▶ **Problem details**:
Your result should be the lines holding the word "futures", copied from the entries below.

== Data for this task

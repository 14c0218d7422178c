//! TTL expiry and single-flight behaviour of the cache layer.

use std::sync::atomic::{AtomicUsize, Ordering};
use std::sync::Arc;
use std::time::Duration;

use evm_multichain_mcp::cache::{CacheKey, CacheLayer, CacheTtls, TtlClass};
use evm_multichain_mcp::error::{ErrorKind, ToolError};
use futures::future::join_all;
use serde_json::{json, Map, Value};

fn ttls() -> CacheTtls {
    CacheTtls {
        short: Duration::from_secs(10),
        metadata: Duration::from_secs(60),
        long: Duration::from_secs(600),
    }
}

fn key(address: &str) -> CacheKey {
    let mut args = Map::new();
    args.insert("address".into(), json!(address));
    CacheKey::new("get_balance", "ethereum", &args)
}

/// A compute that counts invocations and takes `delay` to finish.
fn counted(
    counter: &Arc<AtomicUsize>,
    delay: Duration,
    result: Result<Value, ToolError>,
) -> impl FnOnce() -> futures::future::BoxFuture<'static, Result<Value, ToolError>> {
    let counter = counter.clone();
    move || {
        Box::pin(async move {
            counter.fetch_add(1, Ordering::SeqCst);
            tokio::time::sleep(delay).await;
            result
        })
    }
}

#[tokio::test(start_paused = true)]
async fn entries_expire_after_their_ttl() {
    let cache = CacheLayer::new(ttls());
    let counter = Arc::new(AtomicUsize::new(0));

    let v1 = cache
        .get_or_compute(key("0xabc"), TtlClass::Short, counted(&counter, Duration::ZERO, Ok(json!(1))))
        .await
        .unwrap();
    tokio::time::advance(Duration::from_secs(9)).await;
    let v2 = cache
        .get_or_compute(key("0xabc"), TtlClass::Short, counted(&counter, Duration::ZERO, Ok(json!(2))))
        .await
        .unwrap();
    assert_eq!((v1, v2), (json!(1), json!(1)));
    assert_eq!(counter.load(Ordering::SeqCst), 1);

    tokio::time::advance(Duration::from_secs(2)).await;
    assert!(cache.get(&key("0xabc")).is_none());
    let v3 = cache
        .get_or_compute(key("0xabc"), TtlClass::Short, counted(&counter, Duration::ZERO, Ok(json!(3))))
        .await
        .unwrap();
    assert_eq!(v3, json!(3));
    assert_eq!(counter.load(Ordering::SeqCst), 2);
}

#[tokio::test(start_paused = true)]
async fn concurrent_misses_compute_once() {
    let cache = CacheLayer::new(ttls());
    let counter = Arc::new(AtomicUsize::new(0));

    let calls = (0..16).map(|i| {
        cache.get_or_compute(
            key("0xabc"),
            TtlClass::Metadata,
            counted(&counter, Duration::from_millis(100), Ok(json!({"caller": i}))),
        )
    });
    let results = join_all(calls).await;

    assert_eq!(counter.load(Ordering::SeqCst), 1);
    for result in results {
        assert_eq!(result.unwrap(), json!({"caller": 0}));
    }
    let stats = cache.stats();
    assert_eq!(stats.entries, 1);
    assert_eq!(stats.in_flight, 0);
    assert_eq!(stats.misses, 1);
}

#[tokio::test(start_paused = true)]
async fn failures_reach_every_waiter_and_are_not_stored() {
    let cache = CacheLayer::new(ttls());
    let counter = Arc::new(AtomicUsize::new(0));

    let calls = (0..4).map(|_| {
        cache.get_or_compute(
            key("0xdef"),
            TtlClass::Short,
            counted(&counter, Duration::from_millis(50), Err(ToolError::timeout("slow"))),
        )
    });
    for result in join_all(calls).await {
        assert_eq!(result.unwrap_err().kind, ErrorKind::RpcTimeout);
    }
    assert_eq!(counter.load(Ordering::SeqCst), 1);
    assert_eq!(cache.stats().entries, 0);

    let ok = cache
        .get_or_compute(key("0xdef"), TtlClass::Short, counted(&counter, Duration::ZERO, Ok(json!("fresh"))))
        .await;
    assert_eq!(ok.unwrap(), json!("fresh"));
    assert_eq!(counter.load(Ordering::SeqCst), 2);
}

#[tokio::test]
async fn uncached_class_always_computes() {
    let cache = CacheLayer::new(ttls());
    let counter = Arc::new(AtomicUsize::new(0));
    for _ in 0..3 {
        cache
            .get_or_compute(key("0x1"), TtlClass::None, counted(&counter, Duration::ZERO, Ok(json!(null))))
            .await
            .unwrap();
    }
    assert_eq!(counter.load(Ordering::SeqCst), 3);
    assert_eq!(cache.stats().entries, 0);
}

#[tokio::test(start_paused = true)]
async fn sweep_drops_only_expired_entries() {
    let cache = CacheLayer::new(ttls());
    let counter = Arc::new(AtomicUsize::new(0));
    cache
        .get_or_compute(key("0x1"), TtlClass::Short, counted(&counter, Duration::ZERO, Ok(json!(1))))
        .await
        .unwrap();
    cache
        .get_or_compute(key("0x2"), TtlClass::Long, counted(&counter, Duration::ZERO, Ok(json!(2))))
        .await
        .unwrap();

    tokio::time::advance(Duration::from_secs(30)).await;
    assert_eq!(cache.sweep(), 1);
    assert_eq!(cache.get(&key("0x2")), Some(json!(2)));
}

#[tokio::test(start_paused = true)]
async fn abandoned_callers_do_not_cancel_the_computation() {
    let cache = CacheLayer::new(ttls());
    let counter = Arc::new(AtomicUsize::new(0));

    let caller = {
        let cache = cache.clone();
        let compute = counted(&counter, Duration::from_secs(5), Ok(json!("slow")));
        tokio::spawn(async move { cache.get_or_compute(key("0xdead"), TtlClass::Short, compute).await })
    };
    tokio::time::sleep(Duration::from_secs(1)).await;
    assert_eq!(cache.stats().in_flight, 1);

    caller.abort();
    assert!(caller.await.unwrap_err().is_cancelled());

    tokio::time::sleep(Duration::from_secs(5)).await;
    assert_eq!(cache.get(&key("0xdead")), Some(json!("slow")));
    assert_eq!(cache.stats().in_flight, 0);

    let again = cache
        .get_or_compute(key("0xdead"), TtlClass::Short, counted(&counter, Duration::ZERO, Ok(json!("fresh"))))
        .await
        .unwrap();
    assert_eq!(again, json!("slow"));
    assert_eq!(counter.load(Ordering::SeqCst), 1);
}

====

▶ **Answer section**:
use futures::future::join_all;
) -> impl FnOnce() -> futures::future::BoxFuture<'static, Result<Value, ToolError>> {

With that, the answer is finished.